The origin of the event is linked to Superstorm Sandy, but the roots are in Gov. Corzine’s Shore Summit: “Confronting Climate Change in New Jersey“, which was held on September 25, 2006.the Gov. Corzine’ 2009 Mid Atlantic Governor’s Agreement on Ocean Conservation.

After a promising start and some solid substantive legislative oversight of DEP – including controversial Sandy oversight – over the years the joint Legislative event has devolved into a joke – a political dog and pony show and excuse for a party (key legislators have shore and Barnegat Bay homes, a conflict they never disclose as they make coastal policy).

Nothing new in that political ploy:

The context for this year’s [2012] hearings is framed by another year of stinging jellyfish and growing threats of ecological collapse and harmful algae blooms in Barnegat Bay –

But even far more serious problems lay buried beneath the radar. …

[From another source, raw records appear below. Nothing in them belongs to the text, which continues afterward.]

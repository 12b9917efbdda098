//! The seam between the execution coordinator and the interpreter engine.

use async_trait::async_trait;
use thiserror::Error;

use crate::ExecutionOutcome;

/// Engine error.
///
/// Failures of the *submitted code* are not errors here; they come back as
/// unsuccessful [`ExecutionOutcome`]s. These variants cover the engine
/// itself misbehaving, which callers surface as a server-side fault.
#[derive(Debug, Error)]
pub enum InterpreterError {
    #[error("interpreter failed to start: {0}")]
    Init(String),
    #[error("interpreter worker is no longer running")]
    Unavailable,
    #[error("interpreter internal failure: {0}")]
    Internal(String),
}

/// A stateful interpreter running source against a persistent namespace.
#[async_trait]
pub trait Interpreter: Send + Sync {
    /// Run a block of source text. Namespace mutations persist across calls.
    async fn run(&self, source: &str) -> Result<ExecutionOutcome, InterpreterError>;

    /// Clear the namespace back to its initial pre-loaded state.
    async fn reset(&self) -> Result<(), InterpreterError>;
}
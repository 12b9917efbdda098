//! `pyrepl` binary: serve the execution server, or talk to a running one.

mod client;

use std::path::PathBuf;
use std::process::ExitCode;
use std::sync::Arc;

use anyhow::{Context, Result};
use clap::{Parser, Subcommand};
use tracing_subscriber::{layer::SubscriberExt, util::SubscriberInitExt};

use pyrepl_core::ServerConfig;
use pyrepl_core::config::DEFAULT_PORT;
use pyrepl_engine::EngineHandle;
use pyrepl_server::run_server;
use pyrepl_session::{Coordinator, TranscriptWriter};

use client::{ClientError, PyreplClient};

#[derive(Parser)]
#[command(name = "pyrepl")]
#[command(about = "HTTP execution server for a persistent Python REPL")]
#[command(version)]
struct Cli {
    #[command(subcommand)]
    command: Option<Commands>,
}

#[derive(Subcommand)]
enum Commands {
    /// Start the execution server (the default when no subcommand is given)
    Serve {
        /// Listening port; the PYREPL_PORT environment variable takes
        /// precedence over this flag
        #[arg(short, long, default_value_t = DEFAULT_PORT)]
        port: u16,

        /// Directory where .pyrepl transcript logs are stored
        #[arg(long)]
        log_dir: Option<PathBuf>,

        /// Optional name for the transcript session file
        #[arg(long)]
        log_name: Option<String>,

        /// Extra module imported into the namespace at startup (repeatable)
        #[arg(long = "module", value_name = "MODULE")]
        modules: Vec<String>,
    },
    /// Send code to a running server and print the result
    Run {
        /// Source to execute; embedded newlines split it into lines
        code: String,

        #[arg(short, long, default_value_t = DEFAULT_PORT)]
        port: u16,
    },
    /// Clear the REPL scope of a running server
    Reset {
        #[arg(short, long, default_value_t = DEFAULT_PORT)]
        port: u16,
    },
    /// Check whether a server is running
    Health {
        #[arg(short, long, default_value_t = DEFAULT_PORT)]
        port: u16,
    },
}

#[tokio::main]
async fn main() -> ExitCode {
    let cli = Cli::parse();
    match cli.command {
        None => serve_command(ServerConfig::new(ServerConfig::resolve_port(DEFAULT_PORT))).await,
        Some(Commands::Serve {
            port,
            log_dir,
            log_name,
            modules,
        }) => {
            let mut config = ServerConfig::new(ServerConfig::resolve_port(port));
            config.log_dir = log_dir;
            config.log_name = log_name;
            config.extra_modules = modules;
            serve_command(config).await
        }
        Some(Commands::Run { code, port }) => run_command(port, &code).await,
        Some(Commands::Reset { port }) => reset_command(port).await,
        Some(Commands::Health { port }) => health_command(port).await,
    }
}

async fn serve_command(config: ServerConfig) -> ExitCode {
    init_tracing();
    match serve(config).await {
        Ok(()) => ExitCode::SUCCESS,
        Err(err) => {
            eprintln!("error: {err:#}");
            ExitCode::FAILURE
        }
    }
}

async fn serve(config: ServerConfig) -> Result<()> {
    let engine = EngineHandle::spawn(config.modules()).await?;

    let transcript = config.log_dir.as_deref().map(|dir| {
        let writer = TranscriptWriter::new(dir, config.log_name.as_deref());
        tracing::info!("logging enabled, transcript at {}", writer.path().display());
        writer
    });

    let coordinator = Arc::new(Coordinator::new(engine, transcript));
    tracing::info!(session_id = %coordinator.id(), "session ready");

    let listener = tokio::net::TcpListener::bind(("127.0.0.1", config.port))
        .await
        .with_context(|| {
            format!(
                "failed to bind port {} (is another pyrepl server running?)",
                config.port
            )
        })?;

    run_server(listener, coordinator).await
}

async fn run_command(port: u16, code: &str) -> ExitCode {
    let port = ServerConfig::resolve_port(port);
    let client = PyreplClient::new(port);
    if let Err(err) = client.health().await {
        eprintln!("pyrepl server is not running on port {port} ({err})");
        return ExitCode::FAILURE;
    }

    let lines: Vec<String> = code.lines().map(str::to_owned).collect();
    match client.execute(lines).await {
        Ok(reply) => {
            print!("{}", reply.output);
            if let Some(value) = &reply.value {
                println!("{value}");
            }
            if !reply.error.is_empty() {
                eprint!("{}", reply.error);
            }
            if reply.success {
                ExitCode::SUCCESS
            } else {
                ExitCode::FAILURE
            }
        }
        Err(err) => report_client_error(port, &err),
    }
}

async fn reset_command(port: u16) -> ExitCode {
    let port = ServerConfig::resolve_port(port);
    match PyreplClient::new(port).reset().await {
        Ok(_) => {
            println!("REPL scope cleared");
            ExitCode::SUCCESS
        }
        Err(err) => report_client_error(port, &err),
    }
}

async fn health_command(port: u16) -> ExitCode {
    let port = ServerConfig::resolve_port(port);
    match PyreplClient::new(port).health().await {
        Ok(reply) => {
            println!("server alive on port {port} (session {})", reply.session_id);
            ExitCode::SUCCESS
        }
        Err(err) => {
            eprintln!("pyrepl server is not running on port {port} ({err})");
            ExitCode::FAILURE
        }
    }
}

/// The three failure classes get three distinct messages; none is retried.
fn report_client_error(port: u16, err: &ClientError) -> ExitCode {
    match err {
        ClientError::Busy(message) => eprintln!("server busy: {message}"),
        ClientError::Server { status, body } => {
            eprintln!("server error ({status}): {body}");
        }
        ClientError::Unreachable(source) => {
            eprintln!("pyrepl server is not running on port {port} ({source})");
        }
    }
    ExitCode::FAILURE
}

fn init_tracing() {
    tracing_subscriber::registry()
        .with(tracing_subscriber::fmt::layer())
        .with(
            tracing_subscriber::EnvFilter::try_from_default_env().unwrap_or_else(|_| "info".into()),
        )
        .init();
}
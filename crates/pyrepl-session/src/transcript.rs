//! Append-only transcript of executed snippets.

use std::fs::{self, OpenOptions};
use std::io::Write;
use std::path::{Path, PathBuf};
use std::sync::{LazyLock, Mutex, PoisonError};

use chrono::Local;
use regex::Regex;

use pyrepl_core::ExecutionOutcome;

static ANSI_ESCAPES: LazyLock<Regex> = LazyLock::new(|| {
    Regex::new(r"\x1B(?:[@-Z\\-_]|\[[0-?]*[ -/]*[@-~])").expect("hard-coded pattern")
});

static UNSAFE_NAME_CHARS: LazyLock<Regex> =
    LazyLock::new(|| Regex::new(r"[^\w\-]+").expect("hard-coded pattern"));

/// Session-scoped transcript file.
///
/// The containing directory and the file are created lazily on the first
/// record. Entries are append-only and never rewritten; a write failure is
/// reported on the server's own log and never reaches the caller.
pub struct TranscriptWriter {
    target_dir: PathBuf,
    base_dir: PathBuf,
    path: PathBuf,
    session_name: Option<String>,
    initialized: Mutex<bool>,
}

impl TranscriptWriter {
    /// One file per server session under `<log_dir>/.pyrepl/`, named by
    /// start time plus the optional sanitized session name.
    #[must_use]
    pub fn new(log_dir: &Path, session_name: Option<&str>) -> Self {
        let target_dir = log_dir.join(".pyrepl");
        let mut filename = Local::now().format("%b%d%Y-%H%M%S").to_string();
        if let Some(name) = session_name {
            filename.push('-');
            filename.push_str(&sanitize_name(name));
        }
        filename.push_str(".md");
        Self {
            path: target_dir.join(filename),
            target_dir,
            base_dir: log_dir.to_owned(),
            session_name: session_name.map(str::to_owned),
            initialized: Mutex::new(false),
        }
    }

    /// Where entries are appended.
    #[must_use]
    pub fn path(&self) -> &Path {
        &self.path
    }

    /// Append one executed snippet and its captured output.
    pub fn record(&self, lines: &[String], outcome: &ExecutionOutcome) {
        let code = lines.join("\n");
        let mut content = strip_ansi_codes(&outcome.output);
        let error = strip_ansi_codes(&outcome.error);
        if !error.is_empty() {
            if !content.is_empty() {
                content.push('\n');
            }
            content.push_str(&error);
        }
        if let Err(err) = self.append_entry(&code, &content) {
            tracing::warn!("failed to write transcript {}: {err}", self.path.display());
        }
    }

    /// Append the marker left behind when the scope is reset.
    pub fn record_reset(&self) {
        if let Err(err) = self.append_entry("# Reset Command Received", "Cleared REPL scope") {
            tracing::warn!("failed to write transcript {}: {err}", self.path.display());
        }
    }

    fn append_entry(&self, code: &str, output: &str) -> std::io::Result<()> {
        let mut initialized = self
            .initialized
            .lock()
            .unwrap_or_else(PoisonError::into_inner);
        if !*initialized {
            fs::create_dir_all(&self.target_dir)?;
            self.write_header()?;
            *initialized = true;
        }
        let mut file = OpenOptions::new().append(true).create(true).open(&self.path)?;
        write!(
            file,
            "```python\n{code}\n```\n\n<output>\n{}\n</output>\n\n",
            output.trim()
        )
    }

    fn write_header(&self) -> std::io::Result<()> {
        let mut file = OpenOptions::new().append(true).create(true).open(&self.path)?;
        writeln!(file, "# pyrepl session log: {}", Local::now())?;
        writeln!(file, "# CWD: {}", self.base_dir.display())?;
        if let Some(name) = &self.session_name {
            writeln!(file, "# Session Name: {name}")?;
        }
        writeln!(file)
    }
}

/// Remove ANSI escape codes so the transcript stays readable as plain text.
fn strip_ansi_codes(text: &str) -> String {
    ANSI_ESCAPES.replace_all(text, "").into_owned()
}

fn sanitize_name(name: &str) -> String {
    UNSAFE_NAME_CHARS.replace_all(name, "_").into_owned()
}
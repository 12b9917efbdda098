//! The busy gate: single-admission control for the shared interpreter.

use std::sync::atomic::{AtomicBool, Ordering};

/// Mutual-exclusion flag guarding the interpreter.
///
/// `try_acquire` never waits. An admitted caller holds the returned guard
/// for the duration of the critical section; the flag clears when the guard
/// drops, whichever way the execution exits.
#[derive(Debug, Default)]
pub struct ExecutionGate {
    busy: AtomicBool,
}

impl ExecutionGate {
    #[must_use]
    pub fn new() -> Self {
        Self::default()
    }

    /// Attempt admission. Returns `None` without waiting when an execution
    /// is already in flight.
    #[must_use]
    pub fn try_acquire(&self) -> Option<GateGuard<'_>> {
        self.busy
            .compare_exchange(false, true, Ordering::AcqRel, Ordering::Acquire)
            .ok()
            .map(|_| GateGuard { gate: self })
    }

    /// Whether an execution currently holds the gate.
    #[must_use]
    pub fn is_busy(&self) -> bool {
        self.busy.load(Ordering::Acquire)
    }
}

/// Admission token; dropping it releases the gate.
#[derive(Debug)]
pub struct GateGuard<'a> {
    gate: &'a ExecutionGate,
}

impl Drop for GateGuard<'_> {
    fn drop(&mut self) {
        self.gate.busy.store(false, Ordering::Release);
    }
}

For example, the recent Monmouth County water pipeline break was a perfect illustration of NJ’s multiple vulnerabilities to global warming – extreme weather, storm surge, sea level rise, coastal hazards, infrastructure, and climate change adaptation.

The joint Legislative Committees will not focus on any of that – instead, their hearing agenda is very narrowly crafted.

This year, I emailed in my testimony, which is certain to be ignored (just as my testimony at the hearing would have been, if history is a guide, by the Committee and the media).

But I do need to respond to how the media is reporting the hearing and narrowing focusing on – and missing – the public access debate and public trust doctrine issues.

As usual, in virtually all complex policy issues, they are getting the story badly wrong and completely missing the point that the beach access issue is a diversion from dealing with real serious ocean and coastal issues and huge failures by both the Democratic controlled legislature and the “Rebuild Madness” Christie Administration.

For example, see this recent article by one of NJ’s best investigative reporters, Jeff Pillets of the Bergen Record, which was one of the very few news stories to discuss the State’s long term economic cost obligations of the federal beach replenishment program, and the fact that those costs and the beaches are not sustainable and therefore support a policy of “strategic retreat”, see:

Legal fees mount as N.J. dune battle drags on

“The costs, the whole idea of perpetually replenishing a beach, is simply unsustainable,” said Norbert Psuty, a retired professor from Rutgers University who has spent his life studying shifting sands.

Psuty said excessive development along the shorefront and bays prevents natural forces that build and reshape dunes and their tendency to migrate toward the land.

“The beach, the dunes, are always moving and reshaping themselves,” he said. “In the short term you can do patch work, you can move people out of harm’s way. But in the long term you’re not going to be able to survive.”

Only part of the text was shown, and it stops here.